_What to work on_:
Transcribe word for word the lines below from the line with "0 disables pacing" through the line with "pub struct SenderConfig", ends included.

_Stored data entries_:
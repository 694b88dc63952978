use config::{Config, ConfigError, Environment, File};
use serde::Deserialize;

use crate::error::AppError;

/// Process-wide settings, read once at startup.
///
/// Sources, lowest precedence first: field defaults, an optional
/// `config/mailer.{yaml,toml,json}` file, a `.env` file, then the process
/// environment (`SMTP_HOST`, `RATE_LIMIT_PER_MINUTE`, ...).
#[derive(Debug, Clone, Deserialize)]
pub struct Settings {
    #[serde(default)]
    pub smtp_host: String,
    #[serde(default = "default_smtp_port")]
    pub smtp_port: u16,
    #[serde(default)]
    pub smtp_user: Option<String>,
    #[serde(default)]
    pub smtp_pass: Option<String>,
    /// Implicit TLS (SMTPS) instead of opportunistic STARTTLS
    #[serde(default)]
    pub smtp_secure: Option<String>,
    #[serde(default = "default_smtp_from")]
    pub smtp_from: String,
    #[serde(default)]
    pub reply_to: Option<String>,
    /// Preview instead of sending (lenient boolean, default on)
    #[serde(default)]
    pub dry_run: Option<String>,
    /// Sends per minute; 0 disables pacing
    #[serde(default = "default_rate_limit")]
    pub rate_limit_per_minute: u32,
    /// Image embedded in HTML mail, referenced as `cid:<inline_logo_cid>`
    #[serde(default)]
    pub inline_logo_path: Option<String>,
    #[serde(default = "default_logo_cid")]
    pub inline_logo_cid: String,
}

/// SMTP connection parameters handed to the transport
#[derive(Debug, Clone, PartialEq, Eq)]
pub struct SmtpConfig {
    pub host: String,
    pub port: u16,
    pub username: Option<String>,
    pub password: Option<String>,
    /// Implicit TLS when true, opportunistic STARTTLS otherwise
    pub secure: bool,
}

impl SmtpConfig {
    /// Username and password, only when both are non-empty
    pub fn credentials(&self) -> Option<(&str, &str)> {
        match (self.username.as_deref(), self.password.as_deref()) {
            (Some(user), Some(pass)) if !user.is_empty() && !pass.is_empty() => Some((user, pass)),
            _ => None,
        }
    }
}

/// Envelope and decoration applied to every outgoing message
#[derive(Debug, Clone, PartialEq, Eq)]
pub struct SenderConfig {
    pub from: String,
    pub reply_to: Option<String>,
    pub inline_logo: Option<InlineLogo>,
}

#[derive(Debug, Clone, PartialEq, Eq)]
pub struct InlineLogo {
    pub path: String,
    pub cid: String,
}

fn default_smtp_port() -> u16 {
    587
}

fn default_smtp_from() -> String {
    "Lead Mailer <no-reply@example.com>".to_string()
}

fn default_rate_limit() -> u32 {
    30
}

fn default_logo_cid() -> String {
    "logo".to_string()
}

/// Lenient boolean: `1`, `true`, `yes`, `y`, `on` (any case) are true,
/// anything else is false, absence yields `default`.
pub fn parse_flag(raw: Option<&str>, default: bool) -> bool {
    match raw {
        None => default,
        Some(value) => matches!(
            value.trim().to_lowercase().as_str(),
            "1" | "true" | "yes" | "y" | "on"
        ),
    }
}

fn non_empty(value: &Option<String>) -> Option<String> {
    value
        .as_deref()
        .map(str::trim)
        .filter(|v| !v.is_empty())
        .map(str::to_string)
}

impl Settings {
    pub fn new() -> Result<Self, ConfigError> {
        // Load .env file if exists
        let _ = dotenvy::dotenv();

        let config = Config::builder()
            .add_source(File::with_name("config/mailer").required(false))
            .add_source(Environment::default().ignore_empty(true))
            .build()?;

        Self::from_config(config)
    }

    /// Deserialize from an already assembled configuration
    pub fn from_config(config: Config) -> Result<Self, ConfigError> {
        config.try_deserialize()
    }

    /// Dry-run default before CLI overrides
    pub fn dry_run(&self) -> bool {
        parse_flag(self.dry_run.as_deref(), true)
    }

    pub fn smtp_secure(&self) -> bool {
        parse_flag(self.smtp_secure.as_deref(), false)
    }

    /// Transport parameters for send mode.
    ///
    /// Fails when the host is empty or the port is zero.
    pub fn smtp(&self) -> Result<SmtpConfig, AppError> {
        let host = self.smtp_host.trim();
        if host.is_empty() || self.smtp_port == 0 {
            return Err(AppError::MissingTransport(
                "set SMTP_HOST and SMTP_PORT or run with --dry-run".to_string(),
            ));
        }

        Ok(SmtpConfig {
            host: host.to_string(),
            port: self.smtp_port,
            username: non_empty(&self.smtp_user),
            password: self.smtp_pass.clone().filter(|p| !p.is_empty()),
            secure: self.smtp_secure(),
        })
    }

    pub fn sender(&self) -> SenderConfig {
        SenderConfig {
            from: self.smtp_from.clone(),
            reply_to: non_empty(&self.reply_to),
            inline_logo: non_empty(&self.inline_logo_path).map(|path| InlineLogo {
                path,
                cid: self.inline_logo_cid.clone(),
            }),
        }
    }
}

impl Default for Settings {
    fn default() -> Self {
        Self {
            smtp_host: String::new(),
            smtp_port: default_smtp_port(),
            smtp_user: None,
            smtp_pass: None,
            smtp_secure: None,
            smtp_from: default_smtp_from(),
            reply_to: None,
            dry_run: None,
            rate_limit_per_minute: default_rate_limit(),
            inline_logo_path: None,
            inline_logo_cid: default_logo_cid(),
        }
    }
}
//! Campaign template system.
//!
//! This module provides:
//! - Key normalization for case/format-insensitive sector matching
//! - Record to placeholder context expansion
//! - Safe `{placeholder}` substitution that never fails on unknown keys
//! - Template set loading (YAML) and per-sector resolution
//!
//! # Example
//!
//! ```ignore
//! let set = TemplateSet::load("config/templates.yaml")?;
//!
//! let record = Record::from_pairs([("Email", "ann@acme.test"), ("Name", "Ann"), ("Sector", "Retail")]);
//! let context = build_context(&record);
//!
//! let template = set.resolve(record.get("Sector"));
//! let subject = render(&template.subject, &context);
//! ```

mod context;
mod normalize;
mod store;
mod substitution;
mod types;

pub use context::{build_context, Context, Record};
pub use normalize::normalize_key;
pub use store::TemplateSet;
pub use substitution::render;
pub use types::{RenderedTemplate, Template, TemplateError, TemplateResult};

/// Render both halves of a template against a context
pub fn render_template(template: &Template, context: &Context) -> RenderedTemplate {
    RenderedTemplate {
        subject: render(&template.subject, context),
        body: render(&template.body, context),
    }
}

_The completed task_:
    /// Sends per minute; 0 disables pacing
    #[serde(default = "default_rate_limit")]
    pub rate_limit_per_minute: u32,
    /// Image embedded in HTML mail, referenced as `cid:<inline_logo_cid>`
    #[serde(default)]
    pub inline_logo_path: Option<String>,
    #[serde(default = "default_logo_cid")]
    pub inline_logo_cid: String,
}

/// SMTP connection parameters handed to the transport
#[derive(Debug, Clone, PartialEq, Eq)]
pub struct SmtpConfig {
    pub host: String,
    pub port: u16,
    pub username: Option<String>,
    pub password: Option<String>,
    /// Implicit TLS when true, opportunistic STARTTLS otherwise
    pub secure: bool,
}

impl SmtpConfig {
    /// Username and password, only when both are non-empty
    pub fn credentials(&self) -> Option<(&str, &str)> {
        match (self.username.as_deref(), self.password.as_deref()) {
            (Some(user), Some(pass)) if !user.is_empty() && !pass.is_empty() => Some((user, pass)),
            _ => None,
        }
    }
}

/// Envelope and decoration applied to every outgoing message
#[derive(Debug, Clone, PartialEq, Eq)]
pub struct SenderConfig {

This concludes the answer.